Bob Farrell, one of the pioneers of technical analysis who worked at Merrill Lynch for over 45 years, developed some compelling rules that could serve us well now say analysts at his old employer.
Farrell said bear markets have three stages: a sharp decline, followed by a reflex rebound and then a drawn-out fundamental downtrend.
Farrell is retired but his protégé at Bank of America Merrill Lynch, Stephen Suttmeier, says we are likely in the third stage of the bear market, with risks the S&P 500 moves to 3800 (20% correction) and even 3500 (27%).
"An equity bear market, the highest inflation in 40 years, a Fed hiking cycle and Value vs Growth are all causing deep investor concerns. Farrell’s rules suggest that equity corrections are normal, the upward reversion for interest rates can continue and that a bigger rotation to Value from Growth is underway," says Suttmeier.

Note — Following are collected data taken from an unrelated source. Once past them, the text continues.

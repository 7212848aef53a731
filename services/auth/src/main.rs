use anyhow::Result;
use std::sync::Arc;
use tracing::{info, warn};
use tracing_subscriber::{EnvFilter, FmtSubscriber};

mod jwt;
mod middleware;
mod models;
mod rate_limiter;
mod repositories;
mod routes;
mod session;
mod validation;

use common::{
    cache::{RedisConfig, RedisPool},
    database::{DatabaseConfig, health_check, init_pool, run_migrations},
    rbac::{PermissionResolver, Role},
    settings::ServerConfig,
};

use crate::{
    jwt::{JwtConfig, JwtService},
    models::NewUser,
    rate_limiter::{RateLimiter, RateLimiterConfig},
    repositories::UserRepository,
    session::SessionManager,
};

/// Application state shared across handlers
#[derive(Clone)]
pub struct AppState {
    pub redis_pool: RedisPool,
    pub jwt_service: JwtService,
    pub user_repository: UserRepository,
    pub rate_limiter: RateLimiter,
    pub session_manager: SessionManager,
    pub resolver: Arc<PermissionResolver>,
}

/// Create the first super admin when the users table is empty
///
/// # Environment Variables
/// - `BOOTSTRAP_ADMIN_USERNAME`, `BOOTSTRAP_ADMIN_EMAIL`, `BOOTSTRAP_ADMIN_PASSWORD`
async fn bootstrap_admin(user_repository: &UserRepository) -> Result<()> {
    let (Ok(username), Ok(email), Ok(password)) = (
        std::env::var("BOOTSTRAP_ADMIN_USERNAME"),
        std::env::var("BOOTSTRAP_ADMIN_EMAIL"),
        std::env::var("BOOTSTRAP_ADMIN_PASSWORD"),
    ) else {
        return Ok(());
    };

    if user_repository.count().await? > 0 {
        return Ok(());
    }

    let admin = NewUser {
        username,
        email,
        password,
    };
    let user = user_repository
        .create(&admin, &[Role::SuperAdmin.to_string()])
        .await?;
    warn!("Bootstrapped super admin account {}", user.username);

    Ok(())
}

#[tokio::main]
async fn main() -> Result<()> {
    // Initialize logging
    let subscriber = FmtSubscriber::builder()
        .with_env_filter(
            EnvFilter::try_from_default_env().unwrap_or_else(|_| EnvFilter::new("info")),
        )
        .finish();

    tracing::subscriber::set_global_default(subscriber)?;

    info!("Starting authentication service");

    let server_config = ServerConfig::from_env("AUTH", "0.0.0.0:3000")?;

    // Initialize database connection pool
    let db_config = DatabaseConfig::from_env()?;
    let pool = init_pool(&db_config).await?;

    // Check database connectivity
    if health_check(&pool).await? {
        info!("Database connection successful");
    } else {
        anyhow::bail!("Failed to connect to database");
    }

    run_migrations(&pool).await?;

    // Initialize JWT service
    let jwt_config = JwtConfig::from_env()?;
    let jwt_service = JwtService::new(jwt_config)?;

    // Initialize Redis connection pool
    let redis_config = RedisConfig::from_env()?;
    let redis_pool = RedisPool::new(&redis_config).await?;

    let user_repository = UserRepository::new(pool);
    bootstrap_admin(&user_repository).await?;

    let session_manager =
        SessionManager::new(redis_pool.clone(), jwt_service.refresh_token_expiry());
    if !session_manager.health_check().await? {
        anyhow::bail!("Redis did not answer PING");
    }

    let app_state = AppState {
        redis_pool,
        jwt_service,
        user_repository,
        rate_limiter: RateLimiter::new(RateLimiterConfig::default()),
        session_manager,
        resolver: Arc::new(PermissionResolver::default()),
    };

    info!("Authentication service initialized successfully");

    // Start the web server
    let app = routes::create_router(app_state);

    let listener = tokio::net::TcpListener::bind(&server_config.bind_addr).await?;
    info!("Authentication service listening on {}", server_config.bind_addr);

    axum::serve(listener, app).await?;

    Ok(())
}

A look at the S&P 500 weekly chart shows the current location of the 200-week moving average, an important technical indicator that could ultimately spell out where the market is headed:
Above: The 200 day weekly moving average shown on the weekly S&P 500 chart.
As the chart above shows, in the past drawdowns have fallen to meet the 200-week moving average and if the current drawdown respects this pattern further declines are incoming.
This matters for a host of financial assets, including the Pound which has a 'high beta' to this U.S. index.
"Cyclical bear markets within secular bull markets tend to mean-revert toward the rising 200-week moving average on the S&P 500, a key 2022 support near 3500," says Suttmeier.
But could this time be different, i.e. could the S&P 500 and risk turn direction earlier than it meets the 200 week moving average?
Suttmeier says Farrell's rules state there is no such thing as a 'new era'.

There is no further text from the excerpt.